I'm an Apocalypse Land townie — or whatever the bunker equivalent of a townie is. I was born here and have spent the majority of my life here. What’s more, Apocalypse-land runs deep in my blood. My ancestors were up in the Appalachian hollers being pissed off about corn taxes in the 1700s, and we've stayed up there — physically and emotionally — pretty much ever since. My grandparents and parents raised me into Apocalypse-land, appalled at what they felt were unimaginable infringements on their rights, and surrounded by waves of physical, psychological, and fiscal devastation. I grew up with guns in the drywall and ammo in the laundry room, and neither one of those things is a metaphor.
So this geography of Apocalypse-Land?

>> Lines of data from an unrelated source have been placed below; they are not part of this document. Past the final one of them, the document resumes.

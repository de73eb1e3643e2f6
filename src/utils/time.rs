use crate::error::{date_error, format_error, AutofillResult};
use chrono::{Datelike, Duration, NaiveDate, Weekday};
use rand::Rng;

/// Minutes in one day
pub const MINUTES_PER_DAY: u32 = 24 * 60;

/// Date format used by the portal
pub const PORTAL_DATE_FORMAT: &str = "%d/%m/%Y";

/// Parse a time string in HH:MM format into minutes since midnight
pub fn to_minutes(time_str: &str) -> AutofillResult<u32> {
    let parts: Vec<&str> = time_str.split(':').collect();
    if parts.len() != 2 {
        return Err(format_error(&format!("'{}' is not HH:MM", time_str)));
    }

    let hour = parse_component(parts[0], time_str)?;
    let minute = parse_component(parts[1], time_str)?;
    if hour > 23 || minute > 59 {
        return Err(format_error(&format!("'{}' is outside 00:00-23:59", time_str)));
    }

    Ok(hour * 60 + minute)
}

fn parse_component(part: &str, time_str: &str) -> AutofillResult<u32> {
    // u32::from_str would also accept a leading '+'
    if part.is_empty() || !part.chars().all(|c| c.is_ascii_digit()) {
        return Err(format_error(&format!("'{}' is not HH:MM", time_str)));
    }
    part.parse::<u32>()
        .map_err(|_| format_error(&format!("'{}' is not HH:MM", time_str)))
}

/// Format minutes since midnight as HH:MM, wrapping values past one day
pub fn to_text(minutes: u32) -> String {
    let minutes = minutes % MINUTES_PER_DAY;
    format!("{:02}:{:02}", minutes / 60, minutes % 60)
}

/// Minutes elapsed from `from` to `to`, assuming `to` is on the next day when it is earlier
pub fn elapsed_minutes(from: u32, to: u32) -> u32 {
    if to < from {
        to + MINUTES_PER_DAY - from
    } else {
        to - from
    }
}

/// Pick a uniformly random time between two HH:MM bounds (inclusive).
///
/// When `start >= end` the end bound is taken to be on the following day, so
/// "23:50".."00:10" samples across midnight. The result is always a valid
/// clock face time.
pub fn random_in_range<R: Rng + ?Sized>(
    start_str: &str,
    end_str: &str,
    rng: &mut R,
) -> AutofillResult<String> {
    let start = to_minutes(start_str)?;
    let mut end = to_minutes(end_str)?;

    if start >= end {
        end += MINUTES_PER_DAY;
    }

    let minutes = rng.random_range(start..=end) % MINUTES_PER_DAY;
    Ok(to_text(minutes))
}

/// All Monday-to-Friday dates between `start` and `end`, inclusive
pub fn business_days(start: NaiveDate, end: NaiveDate) -> Vec<NaiveDate> {
    let mut days = Vec::new();
    let mut current = start;

    while current <= end {
        if !matches!(current.weekday(), Weekday::Sat | Weekday::Sun) {
            days.push(current);
        }
        current += Duration::days(1);
    }

    days
}

/// Parse a DD/MM/YYYY date
pub fn parse_portal_date(date_str: &str) -> AutofillResult<NaiveDate> {
    NaiveDate::parse_from_str(date_str.trim(), PORTAL_DATE_FORMAT)
        .map_err(|e| date_error(&format!("'{}': {}", date_str, e)))
}

/// Format a date as DD/MM/YYYY
pub fn format_portal_date(date: NaiveDate) -> String {
    date.format(PORTAL_DATE_FORMAT).to_string()
}

#[cfg(test)]
mod tests {
    use super::*;
    use rand::rngs::StdRng;
    use rand::SeedableRng;

    #[test]
    fn test_to_minutes() {
        // Valid cases
        assert_eq!(to_minutes("00:00").unwrap(), 0);
        assert_eq!(to_minutes("08:55").unwrap(), 535);
        assert_eq!(to_minutes("12:15").unwrap(), 735);
        assert_eq!(to_minutes("23:59").unwrap(), 1439);
        assert_eq!(to_minutes("9:05").unwrap(), 545);

        // Invalid cases
        assert!(to_minutes("24:00").is_err()); // Hour out of range
        assert!(to_minutes("12:60").is_err()); // Minute out of range
        assert!(to_minutes("12:30:45").is_err()); // Too many parts
        assert!(to_minutes("12").is_err()); // Too few parts
        assert!(to_minutes("12:ab").is_err());
        assert!(to_minutes("+1:30").is_err());
        assert!(to_minutes(":30").is_err());
        assert!(to_minutes("").is_err());
    }

    #[test]
    fn test_to_text() {
        assert_eq!(to_text(0), "00:00");
        assert_eq!(to_text(535), "08:55");
        assert_eq!(to_text(1439), "23:59");

        // Values past one day wrap around the clock face
        assert_eq!(to_text(1440), to_text(0));
        assert_eq!(to_text(1500), to_text(60));
        assert_eq!(to_text(1500), "01:00");
    }

    #[test]
    fn test_round_trip_every_minute() {
        for minutes in 0..MINUTES_PER_DAY {
            assert_eq!(to_minutes(&to_text(minutes)).unwrap(), minutes);
        }
    }

    #[test]
    fn test_elapsed_minutes() {
        assert_eq!(elapsed_minutes(720, 780), 60);
        assert_eq!(elapsed_minutes(780, 780), 0);
        // Crossing midnight
        assert_eq!(elapsed_minutes(1430, 10), 20);
    }

    #[test]
    fn test_random_in_range_same_day() {
        let mut rng = StdRng::seed_from_u64(7);
        for _ in 0..500 {
            let value = to_minutes(&random_in_range("08:55", "09:00", &mut rng).unwrap()).unwrap();
            assert!((535..=540).contains(&value));
        }
    }

    #[test]
    fn test_random_in_range_wraps_past_midnight() {
        let mut rng = StdRng::seed_from_u64(11);
        for _ in 0..500 {
            let value = to_minutes(&random_in_range("23:50", "00:10", &mut rng).unwrap()).unwrap();
            assert!(value >= 1430 || value <= 10, "unexpected {}", value);
        }
    }

    #[test]
    fn test_random_in_range_rejects_bad_input() {
        let mut rng = StdRng::seed_from_u64(1);
        assert!(random_in_range("25:00", "09:00", &mut rng).is_err());
        assert!(random_in_range("08:00", "nine", &mut rng).is_err());
    }

    #[test]
    fn test_business_days() {
        // Friday 2025-01-03 to Tuesday 2025-01-07
        let start = NaiveDate::from_ymd_opt(2025, 1, 3).unwrap();
        let end = NaiveDate::from_ymd_opt(2025, 1, 7).unwrap();
        let days = business_days(start, end);
        let formatted: Vec<String> = days.into_iter().map(format_portal_date).collect();
        assert_eq!(formatted, vec!["03/01/2025", "06/01/2025", "07/01/2025"]);

        // Weekend only
        let saturday = NaiveDate::from_ymd_opt(2025, 1, 4).unwrap();
        let sunday = NaiveDate::from_ymd_opt(2025, 1, 5).unwrap();
        assert!(business_days(saturday, sunday).is_empty());

        // Reversed range
        assert!(business_days(end, start).is_empty());
    }

    #[test]
    fn test_portal_dates() {
        let date = parse_portal_date("31/01/2025").unwrap();
        assert_eq!(date, NaiveDate::from_ymd_opt(2025, 1, 31).unwrap());
        assert_eq!(format_portal_date(date), "31/01/2025");

        assert!(parse_portal_date("2025-01-31").is_err());
        assert!(parse_portal_date("31/02/2025").is_err());
    }
}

It's real familiar to me.
Here's the best advice I can give you to survive it, and to help the rest of us survive it: chill the fuck out.
Yes, it's bad. Worse than you ever imagined. It's the end of days, at least the days of "before," if there were any of those left. And, unless you are actively, daily, working towards tangible, impacts-your-daily-life-and-that-of-your-neighbors solutions, do the rest of us a favor and — I say this as kindly as I can — sit down and shut up. Your indulgence in panic and insistence on flailing acts of “activism” in lieu of acting from even the most basic understanding of how to affect actual change in this current situation is helping no one.
You know what especially not useful in dangerous situations? Whining and fear-mongering on the internet. For all the LOTR, "I wish we didn’t have these times" memes that float around, I would have thought that people would get that when you are presented with such times, the answer is to rise to them. But so many people think that the appropriate or perhaps only response is to post yet more memes and share how very emotional they are ALL.THE.TIME. instead of feeling their feelings and then stepping up and doing some fucking work. Which has me wondering, is this still a game for you?
Even now, is the outrage machine just so fun to play with that you'd risk all of our survival on it?
Consider this your "snap out of it" moment, a well-intended (if frustrated) slap on the face.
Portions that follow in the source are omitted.